Objective: This study evaluated the in vitro efficacy of a commercially available aPDT system in eradication of the periopathogens Porphyromonas gingivalis, Fusobacterium nucleatum, and Aggregatibacter actinomycetemcomitans in both planktonic and biofilm cultures.
Background data: Antimicrobial photodynamic therapy (aPDT) is an effective antibacterial approach in vitro; however, few data are available regarding effective light-energy parameters.

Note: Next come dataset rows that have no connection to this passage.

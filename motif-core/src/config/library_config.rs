//! Library-assembly configuration.

use serde::{Deserialize, Serialize};

use crate::errors::ConfigError;

/// Configuration for clustering validated itemsets into library entries.
#[derive(Debug, Clone, Serialize, Deserialize)]
#[serde(default, rename_all = "kebab-case")]
pub struct LibraryConfig {
    /// Minimum itemsets per cluster; smaller clusters are dropped.
    /// Default: 1.
    pub minimal_cluster_size: usize,
    /// Maximum library entries; best-scoring clusters win. Default: 100.
    pub maximal_entries: usize,
    /// Minimum normalized mutual information linking two itemsets into the
    /// same cluster. Default: 0.4.
    pub association_cutoff: f64,
}

impl Default for LibraryConfig {
    fn default() -> Self {
        Self {
            minimal_cluster_size: 1,
            maximal_entries: 100,
            association_cutoff: 0.4,
        }
    }
}

impl LibraryConfig {
    pub fn validate(&self) -> Result<(), ConfigError> {
        if self.minimal_cluster_size == 0 {
            return Err(ConfigError::NonPositive {
                name: "minimal-cluster-size",
                value: 0.0,
            });
        }
        if self.maximal_entries == 0 {
            return Err(ConfigError::InvalidMaximalEntries);
        }
        if !self.association_cutoff.is_finite()
            || !(0.0..=1.0).contains(&self.association_cutoff)
        {
            return Err(ConfigError::InvalidAssociationCutoff(self.association_cutoff));
        }
        Ok(())
    }
}

#[cfg(test)]
mod tests {
    use super::*;

    #[test]
    fn defaults_are_valid() {
        assert!(LibraryConfig::default().validate().is_ok());
    }

    #[test]
    fn rejects_zero_entries() {
        let config = LibraryConfig {
            maximal_entries: 0,
            ..Default::default()
        };
        assert!(config.validate().is_err());
    }

    #[test]
    fn rejects_out_of_range_association_cutoff() {
        let config = LibraryConfig {
            association_cutoff: 1.5,
            ..Default::default()
        };
        assert!(config.validate().is_err());
    }
}
//! Pipeline errors and non-fatal error collection.

use super::error_code::{self, MotifErrorCode};
use super::{
    AssociationError, ConfigError, GenerationError, LibraryError, MetricError, SignificanceError,
};

/// Errors that can occur during a mining run.
/// Aggregates subsystem errors via `From` conversions.
#[derive(Debug, thiserror::Error)]
pub enum PipelineError {
    #[error("candidate generation error: {0}")]
    Generation(#[from] GenerationError),

    #[error("extraction metric error: {0}")]
    Metric(#[from] MetricError),

    #[error("association error: {0}")]
    Association(#[from] AssociationError),

    #[error("significance estimation error: {0}")]
    Significance(#[from] SignificanceError),

    #[error("library error: {0}")]
    Library(#[from] LibraryError),

    #[error("configuration error: {0}")]
    Config(#[from] ConfigError),

    #[error("failed to build worker pool: {0}")]
    WorkerPool(String),

    #[error("run cancelled")]
    Cancelled,
}

impl MotifErrorCode for PipelineError {
    fn error_code(&self) -> &'static str {
        match self {
            Self::Generation(e) => e.error_code(),
            Self::Metric(e) => e.error_code(),
            Self::Association(e) => e.error_code(),
            Self::Significance(e) => e.error_code(),
            Self::Library(e) => e.error_code(),
            Self::Config(e) => e.error_code(),
            Self::WorkerPool(_) => error_code::CONFIG_ERROR,
            Self::Cancelled => error_code::CANCELLED,
        }
    }
}

/// Result of a run that accumulates non-fatal errors.
/// Per-structure and per-itemset failures are isolated here so partial
/// results survive them.
#[derive(Debug, Default)]
pub struct PipelineResult<T: Default = ()> {
    /// The successful result data.
    pub data: T,
    /// Non-fatal errors collected during the run.
    pub errors: Vec<PipelineError>,
}

impl<T: Default> PipelineResult<T> {
    pub fn new(data: T) -> Self {
        Self {
            data,
            errors: Vec::new(),
        }
    }

    pub fn add_error(&mut self, error: PipelineError) {
        self.errors.push(error);
    }

    pub fn is_clean(&self) -> bool {
        self.errors.is_empty()
    }

    pub fn error_count(&self) -> usize {
        self.errors.len()
    }
}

Materials and methods: Planktonic and biofilm cultures of periopathogens were exposed to a methylene blue-based formulation and irradiated with a 670-nm nonthermal diode laser. Energy doses were varied from 2.3 to 9.4 J/cm(2) through adjustments in illumination time and a constant power density. Controls consisted of no treatment, light only, and photosensitizer only. Temperature changes were recorded in experimental samples before and after illumination.
Results: aPDT with an energy dose of 9.4 J/cm(2) was effective in eradicating P. gingivalis, F. nucleatum, and A. actinomycetemcomitans in biofilm and planktonic form. Reductions from control in planktonic cultures at this energy dose were 6.8 +/- 0.7, 5.2 +/- 0.6, and 1.9 +/- 0.6 log(10), respectively, whereas biofilm reductions were 4.5 +/- 1.2, 3.4 +/- 1.1, and 4.9 +/- 1.4 log(10). Decreasing the treatment time produced an energy dose-dependent killing effect in both models. Changes in sample temperature did not exceed 3 degrees C under these exposure parameters.
Conclusion: This study demonstrated that three important periopathogens are susceptible to aPDT-mediated killing, regardless of whether they are present in planktonic or biofilm form. Furthermore, a clear energy dose-dependence exists with this treatment that should to be taken into account when determining optimal treatment times in clinical application.